Alcune foto sono del maestro Rafael Lobato i testi da Wikipedia

la vestizione 

 

 

 

 

 

 

 

 

 

 

 

 

 

 

 

 

 

 

Non si può negare, come ha ricordato il Conseil constitutionnel, che la corrida è anche l’espressione di una tradizione. E non si può nemmeno scartare l’idea che la corrida riproduca la lotta ancestrale e arcaica dell’uomo contro l’animale o addirittura dell’uomo contro la sua parte animale.

La corrida evoca figure mitiche (dal Minotauro ai sacrifici religiosi dell’antichità) ed è stato spunto di creazioni culturali universali, sia dal punto di vista artistico sia letterario. Per questo non si può deciderne la cancellazione senza una riflessione approfondita. Soprattutto, la corrida pone la questione del filo sottile tra la condanna e il divieto.

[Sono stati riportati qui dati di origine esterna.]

impl<F: DecoderFactory> SessionCore<F> {
    /// Start the core on the current runtime.  The returned join handle
    /// resolves after teardown, which runs on `shutdown()` or once every
    /// handle is dropped.
    pub fn spawn(
        commands: CommandQueue,
        factory: F,
        options: SessionOptions,
    ) -> (SessionHandle, JoinHandle<()>) {
        let session = Session::new();
        let (control_tx, control_rx) = mpsc::channel(32);
        let (completion_tx, completion_rx) = mpsc::channel(32);
        let (snapshot_tx, snapshot_rx) = watch::channel(session.snapshot());
        let (updates_tx, _) = broadcast::channel(64);
        let (generation_tx, _) = watch::channel(session.generation);

        let core = Self {
            session,
            options,
            commands,
            factory: Arc::new(factory),
            slot: DecoderSlot::new(),
            decoder: None,
            generation_tx,
            snapshot_tx,
            updates_tx: updates_tx.clone(),
            completion_tx,
            tasks: JoinSet::new(),
        };
        let handle = SessionHandle {
            control_tx,
            snapshot_rx,
            updates_tx,
        };
        let task = tokio::spawn(core.run(control_rx, completion_rx));
        (handle, task)
    }

    async fn run(
        mut self,
        mut control_rx: mpsc::Receiver<Control>,
        mut completion_rx: mpsc::Receiver<Completion<F::Decoder>>,
    ) {
        info!("session: event loop started");

        let shutdown_ack = loop {
            tokio::select! {
                control = control_rx.recv() => match control {
                    Some(Control::Intent(intent)) => {
                        debug!("session: intent {:?}", intent);
                        self.apply(Event::Intent(intent), None).await;
                    }
                    Some(Control::Shutdown(ack)) => {
                        info!("session: shutdown requested");
                        break Some(ack);
                    }
                    None => {
                        info!("session: all handles dropped");
                        break None;
                    }
                },
                Some(completion) = completion_rx.recv() => {
                    self.on_completion(completion).await;
                }
                Some(joined) = self.tasks.join_next(), if !self.tasks.is_empty() => {
                    if let Err(e) = joined {
                        warn!("session: background task ended abnormally: {}", e);
                    }
                }
            }
        };

        self.teardown(&mut completion_rx).await;
        if !self.commands.drain(self.options.command_drain).await {
            warn!("session: remote stop may not have reached the door unit");
        }
        if let Some(ack) = shutdown_ack {
            let _ = ack.send(());
        }
        info!("session: event loop stopped");
    }

    async fn on_completion(&mut self, completion: Completion<F::Decoder>) {
        match completion {
            Completion::Started { generation, lease } => {
                self.apply(Event::StartSucceeded { generation }, Some(lease))
                    .await;
            }
            Completion::StartFailed { generation, error } => {
                self.apply(Event::StartFailed { generation, error }, None)
                    .await;
            }
            Completion::Abandoned { generation, lease } => {
                self.apply(Event::StartAbandoned { generation }, lease).await;
            }
            Completion::StopSettled { generation, result } => {
                if let Err(e) = result {
                    debug!("session: stop for generation {} failed: {}", generation, e);
                }
                self.apply(Event::StopSettled { generation }, None).await;
            }
        }
    }

    /// Run `event` (and any follow-up it causes) through the machine.
    async fn apply(&mut self, event: Event, mut arrival: Option<DecoderLease<F::Decoder>>) {
        let mut pending = VecDeque::from([event]);

        while let Some(event) = pending.pop_front() {
            let (next, effects) = transition(&self.session, &event);
            if next.phase() != self.session.phase() {
                info!(
                    "session: {} -> {} (generation {})",
                    self.session.phase().label(),
                    next.phase().label(),
                    next.generation
                );
            } else if effects.is_empty() {
                debug!(
                    "session: {:?} ignored while {}",
                    event,
                    self.session.phase().label()
                );
            }
            self.session = next;
            // Published before any effect runs so a freshly spawned attempt
            // never sees the previous generation.
            self.generation_tx.send_replace(self.session.generation);

            for effect in effects {
                if let Some(follow_up) = self.execute(effect, &mut arrival).await {
                    pending.push_back(follow_up);
                }
            }
        }

        if let Some(lease) = arrival {
            warn!("session: completion decoder left unclaimed, disposing");
            lease.dispose().await;
        }
    }

    async fn execute(
        &mut self,
        effect: Effect,
        arrival: &mut Option<DecoderLease<F::Decoder>>,
    ) -> Option<Event> {
        match effect {
            Effect::Publish => self.publish(),

            Effect::BeginStart { generation } => self.begin_start(generation).await,

            Effect::AdoptDecoder => {
                let Some(mut lease) = arrival.take() else {
                    warn!("session: ready event carried no decoder");
                    return None;
                };
                let started = start_playback(&mut lease).await;
                self.decoder = Some(lease);
                if let Err(e) = started {
                    warn!("session: playback did not begin: {}", e);
                    return Some(Event::PlaybackFailed {
                        generation: self.session.generation,
                        error: e.into(),
                    });
                }
            }

            Effect::DiscardArrival => {
                if let Some(lease) = arrival.take() {
                    debug!("session: disposing decoder of a superseded attempt");
                    lease.dispose().await;
                }
            }

            Effect::DisposeDecoder => {
                if let Some(lease) = self.decoder.take() {
                    lease.dispose().await;
                }
            }

            Effect::SendStop { generation } => {
                let reply = self.commands.dispatch(StreamAction::Stop).await;
                let completion_tx = self.completion_tx.clone();
                self.tasks.spawn(async move {
                    let result = reply.wait().await;
                    let _ = completion_tx
                        .send(Completion::StopSettled { generation, result })
                        .await;
                });
            }
        }
        None
    }

    async fn begin_start(&mut self, generation: u64) {
        let reply = self.commands.dispatch(StreamAction::Start).await;
        let attempt = StartAttempt {
            generation,
            current: self.generation_tx.subscribe(),
            factory: Arc::clone(&self.factory),
            slot: self.slot.clone(),
            settle: self.options.settle.clone(),
            url: self.options.stream_url.clone(),
            start_timeout: self.options.start_timeout,
            completion_tx: self.completion_tx.clone(),
        };
        self.tasks.spawn(attempt.run(reply));
    }

    fn publish(&mut self) {
        let snapshot = self.session.snapshot();
        self.snapshot_tx.send_replace(snapshot.clone());
        // No subscribers is fine.
        let _ = self.updates_tx.send(snapshot);
    }

    /// Force the session down, then give in-flight work `teardown_grace` to
    /// finish (stops to settle, attempts to hand back their decoders).
    async fn teardown(&mut self, completion_rx: &mut mpsc::Receiver<Completion<F::Decoder>>) {
        info!(
            "session: teardown from {} with {} task(s) in flight",
            self.session.phase().label(),
            self.tasks.len()
        );
        self.apply(Event::Teardown, None).await;

        let deadline = Instant::now() + self.options.teardown_grace;
        while !self.tasks.is_empty() {
            tokio::select! {
                Some(completion) = completion_rx.recv() => {
                    self.on_completion(completion).await;
                }
                joined = self.tasks.join_next() => {
                    if let Some(Err(e)) = joined {
                        warn!("session: background task ended abnormally: {}", e);
                    }
                }
                _ = sleep_until(deadline) => {
                    warn!(
                        "session: teardown grace expired, abandoning {} task(s)",
                        self.tasks.len()
                    );
                    self.tasks.abort_all();
                    break;
                }
            }
        }

        // Completions that landed after their task was joined.
        while let Ok(completion) = completion_rx.try_recv() {
            self.on_completion(completion).await;
        }

        if self.session.phase() != Phase::Idle {
            self.apply(Event::GraceExpired, None).await;
        }
        if let Some(lease) = self.decoder.take() {
            lease.dispose().await;
        }
    }
}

In un certo senso, ci interroga sulla distinzione tra avversario e nemico, concetto che, malgrado l’insegnamento delle tragedie del novecento, continua a mancare in alcune famiglie politiche, anche a sinistra. Riconoscere agli aficionados il diritto di assistere alle corrida è anche accettare il pensiero e il gusto altrui, l’opinione dell’altro.

Non vuol dire assecondarlo, facilitarlo oppure considerarlo innocuo, in un relativismo esasperato. Ma nel limite della tutela della mia opinione e dell’espressione delle mie scelte e delle mie libertà (a cominciare da quella di non andare nelle arene), ogni visione del mondo altrui deve trovare spazio.